Federal Insurance Contributions Act (FICA) requires taxation on income earned to fund federal programs that provide benefits for U.S. citizens and permanent residents when they retire, are disabled, or are the children of deceased workers. Funds withheld for FICA are reflected on paycheck stubs and the Form W-2 (Boxes 4 and 6).

FICA Exemptions
  • F-1 and J-1 student visa holders are typically exempt from paying FICA taxes for their first five years in the U.S. and these taxes should not be deducted from paychecks
  • J-1 scholars and researchers are typically only exempt for two years
  • J-2 visa holders with work authorization are not exemptt from FICA taxes

The mechanism for the exemptions are found under Internal Revenue Code 3121 (b)(19) and is available to persons in F-1, J-1, M-1 and Q immigration status. It is a blanket exemption and the only qualification is that the person is a non-resident for tax purposes and that the work is authorized (e.g. CPT, OPT, AT). Refer to IRS Publication 519 for additional information.

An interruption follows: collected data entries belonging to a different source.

use axum::{
    extract::{Extension, Json, Path},
    http::StatusCode,
    response::IntoResponse,
};
use sqlx::SqlitePool;
use tracing::info;

use crate::dto::{draft_config_dto::DraftConfig, draft_dto::PickRequest};
use crate::error::{DraftError, DraftResult};
use crate::services::{
    auth_user::AuthUser,
    draft_hub::{SharedDraftHub, missing_config_is_invalid},
    lobby_directory,
};

async fn require_host(pool: &SqlitePool, lobby_id: i64, participant_id: &str) -> DraftResult<()> {
    let host = lobby_directory::host_of(pool, lobby_id)
        .await?
        .ok_or(DraftError::NotFound("Lobby"))?;

    if host != participant_id {
        return Err(DraftError::Forbidden(
            "Only the lobby host can manage the draft.".to_string(),
        ));
    }
    Ok(())
}

/**
 * PUT to replace the lobby's draft configuration.
 */
pub async fn update_config(
    Extension(hub): Extension<SharedDraftHub>,
    Extension(pool): Extension<SqlitePool>,
    Path(lobby_id): Path<i64>,
    AuthUser(claims): AuthUser,
    Json(config): Json<DraftConfig>,
) -> DraftResult<impl IntoResponse> {
    info!("Configuring draft for lobby {}", lobby_id);
    require_host(&pool, lobby_id, &claims.sub).await?;

    let snapshot = hub.configure(lobby_id, config).await?;
    Ok((StatusCode::OK, Json(snapshot.config)))
}

pub async fn get_config(
    Extension(hub): Extension<SharedDraftHub>,
    Path(lobby_id): Path<i64>,
) -> DraftResult<impl IntoResponse> {
    let snapshot = hub.snapshot(lobby_id).await?;
    Ok((StatusCode::OK, Json(snapshot.config)))
}

pub async fn start_draft(
    Extension(hub): Extension<SharedDraftHub>,
    Extension(pool): Extension<SqlitePool>,
    Path(lobby_id): Path<i64>,
    AuthUser(claims): AuthUser,
) -> DraftResult<impl IntoResponse> {
    info!("Starting draft for lobby {}", lobby_id);
    require_host(&pool, lobby_id, &claims.sub).await?;

    let current = hub.snapshot(lobby_id).await.map_err(missing_config_is_invalid)?;
    if !lobby_directory::ready_to_start(&pool, lobby_id, current.config.allow_single_player).await? {
        return Err(DraftError::NotReady);
    }

    let snapshot = hub.start(lobby_id).await?;
    Ok((StatusCode::OK, Json(snapshot)))
}

/**
 * POST one hero for the current turn. Multi-pick turns arrive as one request
 * per hero; each is checked against the turn as it stands when it runs.
 */
pub async fn draft_pick(
    Extension(hub): Extension<SharedDraftHub>,
    Extension(pool): Extension<SqlitePool>,
    Path(lobby_id): Path<i64>,
    AuthUser(claims): AuthUser,
    Json(payload): Json<PickRequest>,
) -> DraftResult<impl IntoResponse> {
    info!("{} is drafting hero {} in lobby {}", claims.sub, payload.hero_id, lobby_id);

    let team = lobby_directory::team_of(&pool, lobby_id, &claims.sub)
        .await?
        .ok_or_else(|| DraftError::Forbidden("You are not seated on a team in this lobby.".to_string()))?;

    let pick = hub.pick(lobby_id, &claims.sub, team, payload.hero_id).await?;
    Ok((StatusCode::OK, Json(pick)))
}

pub async fn cancel_draft(
    Extension(hub): Extension<SharedDraftHub>,
    Extension(pool): Extension<SqlitePool>,
    Path(lobby_id): Path<i64>,
    AuthUser(claims): AuthUser,
) -> DraftResult<impl IntoResponse> {
    info!("Cancelling draft for lobby {}", lobby_id);
    require_host(&pool, lobby_id, &claims.sub).await?;

    let snapshot = hub.cancel(lobby_id).await?;
    Ok((StatusCode::OK, Json(snapshot)))
}

pub async fn get_state(
    Extension(hub): Extension<SharedDraftHub>,
    Path(lobby_id): Path<i64>,
) -> DraftResult<impl IntoResponse> {
    let snapshot = hub.snapshot(lobby_id).await?;
    Ok((StatusCode::OK, Json(snapshot)))
}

Obtaining Reimbursements of FICA Withholdings

If a student or scholars’ employer has mistakenly withheld FICA taxes, the student or scholar must work with their employer directly to request a reimbursement. If the employer will not assist this matter, the student or scholar must file IRS Form 843 and IRS Form 8316 to request reimbursement.

In the event an F-1 or J-1 student, scholar, or researcher is employed by CPP and CPP withheld FICA taxes in error, contact University Payroll Services at (909) 869-2233.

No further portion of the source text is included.